When I learned about our current CiC prompt, my thoughts started racing from one possibility of interpretation to the next. On and on for weeks. Should I go easy and work abstract, maybe look back and pick a point in my life where I changed my mind for better or worse, or even see it under current political focus?

Then, a new point of view opened, – what about the physical change of mind? 
Every cancer patient can confirm, Chemo Brain is a real thing. An Alzheimer’s diagnosis of a friend’s husband in his late 40’s hit that mark hard, and in a current twist of fate, – a new reality sets in with rapidly aging family members overseas. This fast progressing dementia seemed a bit to come out of nowhere, but with mental backtracking to events as early as 2011, I can see milestones not recognized as the beginnings of a longer, dramatic turn. First it was the missing social “filter” in an elevator talk with strangers, then at every visit, too often a dead-stop in the middle of a sentence with no recovery of words. How much of it is normal ageing, and when do you have to be concerned? The loss of memory goes in lockstep with loosing independence, and the unpredictability of behavior is deeply unsettling. My heart is heavy thinking of the loved ones far away. 
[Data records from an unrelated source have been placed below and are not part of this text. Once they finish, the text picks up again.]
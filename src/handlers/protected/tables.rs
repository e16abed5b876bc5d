// GET /tables?search=<term>

use axum::{
    extract::{Query, State},
    response::{Html, IntoResponse, Response},
};

use crate::error::ConsoleError;
use crate::handlers::redirect_with;
use crate::middleware::SessionUser;
use crate::router::AppState;
use crate::views;

use super::SearchQuery;

/// List the schema's tables. A rejected search term still lists everything,
/// with a warning; an execution error renders an empty list.
pub async fn list_tables(
    State(state): State<AppState>,
    SessionUser { credentials, session }: SessionUser,
    Query(query): Query<SearchQuery>,
) -> Response {
    let outcome = state.browser.list_tables(&credentials, &query.search).await;

    let (tables, notice) = match outcome {
        Ok(listing) => (listing.tables, listing.notice),
        Err(e @ ConsoleError::Connection) => {
            e.log();
            return redirect_with(session, e.flash(), "/login");
        }
        Err(e) => {
            e.log();
            (vec![], Some(e.flash()))
        }
    };

    let (session, mut flashes) = session.take_flashes();
    flashes.extend(notice);
    let page = views::tables_page(
        &credentials.username,
        state.browser.schema(),
        &tables,
        &query.search,
        &flashes,
    );
    (session, Html(page)).into_response()
}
In my studio, I keep a precious stash of hand dyed cottons from a former local dye artist.  She was prolific and skillful in hand-dyeing, and I was a happy customer of the “Yard-of-the-Month” subscription for many years. Her daughter-in-law lives close to me, and I rather recently learned that Judy R. had not “just” retired, but she is suffering from advanced dementia and lives now in a care facility. 

In this work, my aim is to replicate with color the life a person had, or still has to diminishing degrees, and how it gets interrupted by darkness and blank spots. First little by little, but becoming a dark cloud of muddy matter.
When had I sliced, sorted and pieced back together the parts, I looked at the work from the far end of the room, then, the re-arranged strips appeared as re-shuffled DNA. I created unconsciously the breakdown of a human life.

Gray Matter, Dark Holes
20″ x 40″
Hand dyed cottons (by Judy Robertson), silk organza, fusible web, embroidery floss
Machine pieced improv arrangement, fused applique, machine and hand quilted

3 thoughts on “Gray Matter, Dark Holes

  1. Lisa, yours is a bit like mine, only the opposite. Mine moved from chaos to calm and success, yours went the other way.

  2. I understand, and it is so hard to walk past a life as a man or woman, not knowing but also understanding. Your artwork will mean so much to many… stunning.